→ Stored data entries
* * *

//! Chain synchronization monitoring.
//!
//! Observes an external sync engine and reports when it has started and
//! caught up with the network, under a caller supplied deadline.

pub mod engine;
pub mod monitor;
pub mod scope;

pub use engine::{SyncEngine, SyncProgress};
pub use monitor::{MonitorState, SyncError, SyncMonitor, DEFAULT_POLL_INTERVAL};
pub use scope::{CancelHandle, SyncScope};
use clap::{ArgAction, Parser};
use std::path::PathBuf;

#[derive(Parser, Debug, Default)]
#[command(name = "wnode")]
#[command(about = "Status messaging node", long_about = None)]
pub struct Cli {
    /// Optional configuration file; flags override its values
    #[arg(short, long, value_name = "FILE", env = "WNODE_CONFIG")]
    pub config: Option<PathBuf>,

    /// Whether production settings should be loaded
    #[arg(long)]
    pub production: bool,

    /// P2P node key file (private key)
    #[arg(long, value_name = "FILE")]
    pub nodekey: Option<PathBuf>,

    /// Data directory for the databases and keystore
    #[arg(long, value_name = "DIR")]
    pub datadir: Option<PathBuf>,

    /// Network identifier (integer, 1=Homestead, 3=Ropsten, 4=Rinkeby)
    #[arg(long)]
    pub networkid: Option<u64>,

    /// HTTP RPC endpoint enabled
    #[arg(long)]
    pub http: bool,

    /// HTTP RPC server's listening port
    #[arg(long)]
    pub httpport: Option<u16>,

    /// IPC RPC endpoint enabled
    #[arg(long)]
    pub ipc: bool,

    /// Echo mode, prints some arguments for diagnostics
    #[arg(long, action = ArgAction::Set, value_name = "BOOL")]
    pub echo: Option<bool>,

    /// Don't actively connect to peers, wait for incoming connections
    #[arg(long, action = ArgAction::Set, value_name = "BOOL")]
    pub bootstrap: Option<bool>,

    /// Node is capable of sending push notifications
    #[arg(long)]
    pub notify: bool,

    /// Only forward messages, neither send nor decrypt messages
    #[arg(long)]
    pub forward: bool,

    /// Delivers expired messages on demand
    #[arg(long)]
    pub mailserver: bool,

    /// Protocol identity file (private key used for asymmetric encryption)
    #[arg(long, value_name = "FILE")]
    pub identity: Option<PathBuf>,

    /// Password file (password is used for symmetric encryption)
    #[arg(long, value_name = "FILE")]
    pub password: Option<PathBuf>,

    /// Messaging node's listening port
    #[arg(long)]
    pub port: Option<u16>,

    /// PoW for messages to be added to queue
    #[arg(long)]
    pub pow: Option<f64>,

    /// Time to live for messages, in seconds
    #[arg(long)]
    pub ttl: Option<u32>,

    /// Whether test accounts should be injected or not
    #[arg(long, action = ArgAction::Set, value_name = "BOOL", default_value_t = true)]
    pub injectaccounts: bool,

    /// FCM authorization key used for sending push notifications
    #[arg(long, env = "WNODE_FIREBASE_AUTH", hide_env_values = true)]
    pub firebaseauth: Option<String>,

    /// Wait up to this many seconds for chain sync after startup
    #[arg(long, value_name = "SECS")]
    pub sync_timeout: Option<u64>,
}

* * *

→ Task objective
A word-for-word copy of the data above is the goal, so set it all down again.

→ Answer below
//! Chain synchronization monitoring.
//!
//! Observes an external sync engine and reports when it has started and
//! caught up with the network, under a caller supplied deadline.

pub mod engine;
pub mod monitor;
pub mod scope;

pub use engine::{SyncEngine, SyncProgress};
pub use monitor::{MonitorState, SyncError, SyncMonitor, DEFAULT_POLL_INTERVAL};
pub use scope::{CancelHandle, SyncScope};
use clap::{ArgAction, Parser};
use std::path::PathBuf;

#[derive(Parser, Debug, Default)]
#[command(name = "wnode")]
#[command(about = "Status messaging node", long_about = None)]
pub struct Cli {
    /// Optional configuration file; flags override its values
    #[arg(short, long, value_name = "FILE", env = "WNODE_CONFIG")]
    pub config: Option<PathBuf>,

    /// Whether production settings should be loaded
    #[arg(long)]
    pub production: bool,

    /// P2P node key file (private key)
    #[arg(long, value_name = "FILE")]
    pub nodekey: Option<PathBuf>,

    /// Data directory for the databases and keystore
    #[arg(long, value_name = "DIR")]
    pub datadir: Option<PathBuf>,

    /// Network identifier (integer, 1=Homestead, 3=Ropsten, 4=Rinkeby)
    #[arg(long)]
    pub networkid: Option<u64>,

    /// HTTP RPC endpoint enabled
    #[arg(long)]
    pub http: bool,

    /// HTTP RPC server's listening port
    #[arg(long)]
    pub httpport: Option<u16>,

    /// IPC RPC endpoint enabled
    #[arg(long)]
    pub ipc: bool,

    /// Echo mode, prints some arguments for diagnostics
    #[arg(long, action = ArgAction::Set, value_name = "BOOL")]
    pub echo: Option<bool>,

    /// Don't actively connect to peers, wait for incoming connections
    #[arg(long, action = ArgAction::Set, value_name = "BOOL")]
    pub bootstrap: Option<bool>,

    /// Node is capable of sending push notifications
    #[arg(long)]
    pub notify: bool,

    /// Only forward messages, neither send nor decrypt messages
    #[arg(long)]
    pub forward: bool,

    /// Delivers expired messages on demand
    #[arg(long)]
    pub mailserver: bool,

    /// Protocol identity file (private key used for asymmetric encryption)
    #[arg(long, value_name = "FILE")]
    pub identity: Option<PathBuf>,

    /// Password file (password is used for symmetric encryption)
    #[arg(long, value_name = "FILE")]
    pub password: Option<PathBuf>,

    /// Messaging node's listening port
    #[arg(long)]
    pub port: Option<u16>,

    /// PoW for messages to be added to queue
    #[arg(long)]
    pub pow: Option<f64>,

    /// Time to live for messages, in seconds
    #[arg(long)]
    pub ttl: Option<u32>,

    /// Whether test accounts should be injected or not
    #[arg(long, action = ArgAction::Set, value_name = "BOOL", default_value_t = true)]
    pub injectaccounts: bool,

    /// FCM authorization key used for sending push notifications
    #[arg(long, env = "WNODE_FIREBASE_AUTH", hide_env_values = true)]
    pub firebaseauth: Option<String>,

    /// Wait up to this many seconds for chain sync after startup
    #[arg(long, value_name = "SECS")]
    pub sync_timeout: Option<u64>,
}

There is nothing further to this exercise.